> **Data items**
//! Vehicle registration certificate (forgalmi engedély).
//!
//! Fields are printed behind the harmonized codes `A`, `B`, `D.1` ... `V.9`
//! plus two Hungarian-only labels. Everything from the first `C.` line on
//! is the holder block and is never read.

use std::collections::HashMap;

use lazy_static::lazy_static;
use regex::Regex;
use tracing::debug;

use super::{Extracted, RuleOptions};
use crate::models::fields::RegistrationFields;
use crate::rules::{first_date, parse_dates};
use crate::text::{normalize_lines, LabelPattern, NormalizedText, Recipe, StopLabels};

/// A code standing on its own: no letter or digit glued to its left, and
/// whitespace or end of line to its right.
fn code_label(code: &str) -> Result<LabelPattern, regex::Error> {
    LabelPattern::new(&format!(
        r"(?im)(?:^|[^\p{{L}}\p{{N}}])(?P<label>{code})(?:\s|$)"
    ))
}

lazy_static! {
    static ref A_LABEL: LabelPattern = code_label(r"A\.?").unwrap();
    static ref B_LABEL: LabelPattern = code_label(r"B\.?").unwrap();
    static ref D1_LABEL: LabelPattern = code_label(r"D\s*\.?\s*1").unwrap();
    static ref D2_LABEL: LabelPattern = code_label(r"D\s*\.?\s*2").unwrap();
    static ref D3_LABEL: LabelPattern = code_label(r"D\s*\.?\s*3").unwrap();
    static ref E_LABEL: LabelPattern = code_label(r"E\.?").unwrap();
    static ref F1_LABEL: LabelPattern = code_label(r"F\s*\.?\s*1").unwrap();
    static ref G_LABEL: LabelPattern = code_label(r"G\.?").unwrap();
    static ref H_LABEL: LabelPattern = code_label(r"H\.?").unwrap();
    static ref I_LABEL: LabelPattern = code_label(r"I\.?").unwrap();
    static ref J_LABEL: LabelPattern = code_label(r"J\.?").unwrap();
    static ref K_LABEL: LabelPattern = code_label(r"K\.?").unwrap();
    static ref O_LABEL: LabelPattern = code_label(r"O\.?").unwrap();
    static ref P1_LABEL: LabelPattern = code_label(r"P\s*\.?\s*1").unwrap();
    static ref P2_LABEL: LabelPattern = code_label(r"P\s*\.?\s*2").unwrap();
    static ref P3_LABEL: LabelPattern = code_label(r"P\s*\.?\s*3").unwrap();
    static ref P5_LABEL: LabelPattern = code_label(r"P\s*\.?\s*5").unwrap();
    static ref Q_LABEL: LabelPattern = code_label(r"Q\.?").unwrap();
    static ref R_LABEL: LabelPattern = code_label(r"R\.?").unwrap();
    static ref S1_LABEL: LabelPattern = code_label(r"S\s*\.?\s*1").unwrap();
    static ref S2_LABEL: LabelPattern = code_label(r"S\s*\.?\s*2").unwrap();
    static ref V9_LABEL: LabelPattern = code_label(r"V\s*\.?\s*9").unwrap();

    // towing sub-labels; OCR reads the O as a zero more often than not
    static ref O1_LABEL: LabelPattern = code_label(r"[O0]\s*\.?\s*1").unwrap();
    static ref O2_LABEL: LabelPattern = code_label(r"[O0]\s*\.?\s*2").unwrap();
    static ref PAREN_0_LABEL: LabelPattern = code_label(r"\(\s*0\s*\)").unwrap();
    static ref PAREN_1_LABEL: LabelPattern = code_label(r"\(\s*1\s*\)").unwrap();
    static ref PAREN_2_LABEL: LabelPattern = code_label(r"\(\s*2\s*\)").unwrap();
    static ref PAREN_3_LABEL: LabelPattern = code_label(r"\(\s*3\s*\)").unwrap();

    /// `I` misread as a lone `1` in front of a date.
    static ref I_ALIAS_LABEL: LabelPattern =
        LabelPattern::new(r"(?m)(?:^|\s)(?P<label>1(?:\.\s*|\s+))\d").unwrap();
    /// `J` misread as a lone `1` in front of a category such as `M1`.
    /// A `1` right after `P.` or `S. ` belongs to that code.
    static ref J_ALIAS_LABEL: LabelPattern =
        LabelPattern::new(r"(?im)(?:^|(?:^|[^.])\s)(?P<label>1\.?)\s*[A-Z]\s*\d").unwrap();

    static ref MANUFACTURE_YEAR_LABEL: LabelPattern =
        LabelPattern::new(r"(?im)^\s*GY[AÁ]RT[AÁ]SI\s+[EÉ]V\s*:\s*").unwrap();
    static ref GEARBOX_TYPE_LABEL: LabelPattern = LabelPattern::new(
        r"(?im)^\s*SEBESS[EÉ]GV[AÁ]LT[OÓŐ]\s+FAJT[AÁ]JA(?:\s*\([^)]*\))?\s*:\s*"
    ).unwrap();

    static ref STOPS: StopLabels<'static> = StopLabels::new(vec![
        &*A_LABEL, &*B_LABEL,
        &*D1_LABEL, &*D2_LABEL, &*D3_LABEL,
        &*E_LABEL,
        &*F1_LABEL, &*G_LABEL,
        &*H_LABEL, &*I_LABEL, &*J_LABEL,
        &*K_LABEL,
        &*O_LABEL,
        &*P1_LABEL, &*P2_LABEL, &*P3_LABEL, &*P5_LABEL,
        &*Q_LABEL, &*R_LABEL,
        &*S1_LABEL, &*S2_LABEL,
        &*V9_LABEL,
        &*MANUFACTURE_YEAR_LABEL,
        &*GEARBOX_TYPE_LABEL,
    ]);

    /// Labels that close the towing block.
    static ref TOWING_BLOCK_END: StopLabels<'static> = StopLabels::new(vec![
        &*Q_LABEL, &*G_LABEL, &*R_LABEL,
        &*S1_LABEL, &*S2_LABEL,
        &*V9_LABEL,
        &*MANUFACTURE_YEAR_LABEL,
        &*GEARBOX_TYPE_LABEL,
    ]);

    /// Two letters and five digits, with `1/0` in the letters and `O/I/J`
    /// in the digits tolerated.
    pub(crate) static ref DOCUMENT_NUMBER_VALUE: Regex =
        Regex::new(r"(?i)\b([A-Z10]{2})([0-9OIJ]{5})\b").unwrap();
    pub(crate) static ref VIN_VALUE: Regex =
        Regex::new(r"(?i)(?:^|[^A-Z0-9])([A-Z0-9]{17})(?:[^A-Z0-9]|$)").unwrap();
    /// Hungarian plate: three or four letters, three digits.
    static ref PLATE_VALUE: Regex =
        Regex::new(r"(?i)(?:^|[^A-Z0-9])([A-Z01]{3,4}[0-9OIJLl]{3})(?:[^A-Z0-9]|$)").unwrap();
    pub(crate) static ref KG_VALUE: Regex = Regex::new(r"(?i)\b(\d{2,6})\s*KG\b").unwrap();
    pub(crate) static ref CM3_VALUE: Regex = Regex::new(r"(?i)\b(\d{2,5})\s*CM3\b").unwrap();
    pub(crate) static ref KW_VALUE: Regex = Regex::new(r"(?i)\b(\d{1,4})\s*KW\b").unwrap();
    pub(crate) static ref FUEL_VALUE: Regex =
        Regex::new(r"(?i)\b(BENZIN|DÍZEL|DIESEL|ELEKTROMOS|HIBRID|GÁZ|LPG|CNG)\b").unwrap();
    static ref YEAR_VALUE: Regex = Regex::new(r"\b(19\d{2}|20\d{2})\b").unwrap();
    static ref GEARBOX_CODE_VALUE: Regex = Regex::new(r"\b(\d{1,3})\b").unwrap();
    static ref V9_VALUE: Regex = Regex::new(r"\b([0-9]{1,3})\b").unwrap();
}

/// Lines searched for the weight that belongs to a towing anchor.
const TOWING_LOOKAHEAD: usize = 6;

/// `C`, `C.1.1`, `C1` or `C 4` open the holder block.
fn is_holder_block_line(line: &str) -> bool {
    let mut chars = line.trim_start().chars();
    match chars.next() {
        Some('C' | 'c') => match chars.next() {
            None => true,
            Some(next) => next == '.' || next.is_ascii_digit() || next.is_whitespace(),
        },
        _ => false,
    }
}

/// Normalized lines up to the holder block.
fn vehicle_lines(raw: &str) -> Vec<String> {
    normalize_lines(raw)
        .into_iter()
        .take_while(|line| !is_holder_block_line(line))
        .collect()
}

fn has_date(s: &str) -> bool {
    !parse_dates(s).is_empty()
}

fn is_category(s: &str) -> bool {
    s.chars().any(char::is_alphabetic) && s.chars().any(|c| c.is_ascii_digit())
}

fn is_kw_or_kg(s: &str) -> bool {
    KW_VALUE.is_match(s) || KG_VALUE.is_match(s)
}

fn is_count(s: &str) -> bool {
    let s = s.trim();
    !s.is_empty() && s.chars().all(|c| c.is_ascii_digit()) && !s.starts_with('0')
}

/// The document number is printed twice; a token seen fewer than
/// `min_repeats` times is an OCR accident.
pub fn document_number(raw: &str, min_repeats: usize) -> Option<String> {
    let mut seen: HashMap<String, usize> = HashMap::new();
    for caps in DOCUMENT_NUMBER_VALUE.captures_iter(raw) {
        let token = format!("{}{}", &caps[1], &caps[2]).to_uppercase();
        let count = seen.entry(token.clone()).or_insert(0);
        *count += 1;
        if *count >= min_repeats.max(1) {
            return Some(token);
        }
    }
    if !seen.is_empty() {
        debug!(candidates = seen.len(), "registration number never repeated");
    }
    None
}

/// Towing block summary such as `O.1=1200 KG; O.2=650 KG`.
fn towing(lines: &[String]) -> Option<String> {
    let anchors: [(&str, &LabelPattern); 7] = [
        ("O", &*O_LABEL),
        ("O.1", &*O1_LABEL),
        ("O.2", &*O2_LABEL),
        ("(0)", &*PAREN_0_LABEL),
        ("(1)", &*PAREN_1_LABEL),
        ("(2)", &*PAREN_2_LABEL),
        ("(3)", &*PAREN_3_LABEL),
    ];

    let kg_near = |start: usize| {
        let end = lines.len().min(start + TOWING_LOOKAHEAD);
        for (j, line) in lines.iter().enumerate().take(end).skip(start) {
            if j > start && TOWING_BLOCK_END.matches(line) {
                break;
            }
            if let Some(m) = KG_VALUE.find(line) {
                return Some(m.as_str().trim().to_string());
            }
        }
        None
    };

    let mut parts: Vec<String> = Vec::new();
    let mut seen: Vec<&str> = Vec::new();
    for (i, line) in lines.iter().enumerate() {
        for &(key, label) in &anchors {
            if seen.contains(&key) || !label.is_match(line) {
                continue;
            }
            let Some(kg) = kg_near(i) else {
                continue;
            };
            // a bare `02` right under `S.2` is the standing-places value
            if key == "O.2" && i > 0 && S2_LABEL.is_match(&lines[i - 1]) {
                continue;
            }
            seen.push(key);
            parts.push(format!("{key}={kg}"));
        }
    }

    if parts.is_empty() { None } else { Some(parts.join("; ")) }
}

pub fn extract(text: &NormalizedText<'_>, opts: &RuleOptions) -> Extracted<RegistrationFields> {
    let raw = text.raw();
    let lines = vehicle_lines(raw);
    let lines = lines.as_slice();
    let stops: &StopLabels<'static> = &STOPS;
    let plain = |label: &LabelPattern| Recipe::new(label, stops).extract(lines, raw);
    let dated = |label: &LabelPattern, alias: Option<&LabelPattern>| {
        Recipe::new(label, stops)
            .with_validator(&has_date)
            .extract(lines, raw)
            .or_else(|| {
                alias.and_then(|alias| {
                    Recipe::new(alias, stops)
                        .with_validator(&has_date)
                        .extract(lines, raw)
                })
            })
            .and_then(|v| first_date(&v))
    };

    Extracted {
        document_number: document_number(raw, opts.registration_min_repeats),
        fields: RegistrationFields {
            plate: Recipe::new(&A_LABEL, stops)
                .with_value(&PLATE_VALUE)
                .with_fallback(&PLATE_VALUE)
                .extract(lines, raw),
            first_registration: dated(&B_LABEL, None),
            make: plain(&D1_LABEL),
            vehicle_type: plain(&D2_LABEL),
            commercial_name: plain(&D3_LABEL),
            vin: Recipe::new(&E_LABEL, stops)
                .with_value(&VIN_VALUE)
                .with_fallback(&VIN_VALUE)
                .extract(lines, raw),
            // no fallback: the first KG in the text may well be G's
            max_laden_mass: Recipe::new(&F1_LABEL, stops)
                .with_value(&KG_VALUE)
                .extract(lines, raw),
            mass_in_running_order: Recipe::new(&G_LABEL, stops)
                .with_value(&KG_VALUE)
                .extract(lines, raw),
            validity: plain(&H_LABEL),
            registration_date: dated(&I_LABEL, Some(&*I_ALIAS_LABEL)),
            category: Recipe::new(&J_LABEL, stops)
                .with_validator(&is_category)
                .extract(lines, raw)
                .or_else(|| {
                    Recipe::new(&J_ALIAS_LABEL, stops)
                        .with_validator(&is_category)
                        .extract(lines, raw)
                }),
            type_approval: plain(&K_LABEL),
            towable_mass: towing(lines),
            engine_capacity: Recipe::new(&P1_LABEL, stops)
                .with_value(&CM3_VALUE)
                .with_fallback(&CM3_VALUE)
                .extract(lines, raw),
            max_net_power: Recipe::new(&P2_LABEL, stops)
                .with_value(&KW_VALUE)
                .with_fallback(&KW_VALUE)
                .extract(lines, raw),
            fuel: Recipe::new(&P3_LABEL, stops)
                .with_value(&FUEL_VALUE)
                .with_fallback(&FUEL_VALUE)
                .extract(lines, raw),
            engine_code: plain(&P5_LABEL),
            power_weight_ratio: Recipe::new(&Q_LABEL, stops)
                .with_validator(&is_kw_or_kg)
                .extract(lines, raw),
            colour: plain(&R_LABEL),
            seats: Recipe::new(&S1_LABEL, stops)
                .with_validator(&is_count)
                .extract(lines, raw),
            standing_places: Recipe::new(&S2_LABEL, stops)
                .with_validator(&is_count)
                .extract(lines, raw),
            environmental_class: Recipe::new(&V9_LABEL, stops)
                .with_value(&V9_VALUE)
                .extract(lines, raw),
            manufacture_year: Recipe::new(&MANUFACTURE_YEAR_LABEL, stops)
                .with_value(&YEAR_VALUE)
                .extract(lines, raw),
            gearbox_type: Recipe::new(&GEARBOX_TYPE_LABEL, stops)
                .with_value(&GEARBOX_CODE_VALUE)
                .extract(lines, raw),
        },
    }
}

> **Task**
Could you repeat exactly the lines above from the line with "fuel: Recipe::new(&P3_LABEL, stops)" up to and including the line with "standing_places: Recipe::new(&S2_LABEL, stops)", and only those?

> **Exercise output**
            fuel: Recipe::new(&P3_LABEL, stops)
                .with_value(&FUEL_VALUE)
                .with_fallback(&FUEL_VALUE)
                .extract(lines, raw),
            engine_code: plain(&P5_LABEL),
            power_weight_ratio: Recipe::new(&Q_LABEL, stops)
                .with_validator(&is_kw_or_kg)
                .extract(lines, raw),
            colour: plain(&R_LABEL),
            seats: Recipe::new(&S1_LABEL, stops)
                .with_validator(&is_count)
                .extract(lines, raw),
            standing_places: Recipe::new(&S2_LABEL, stops)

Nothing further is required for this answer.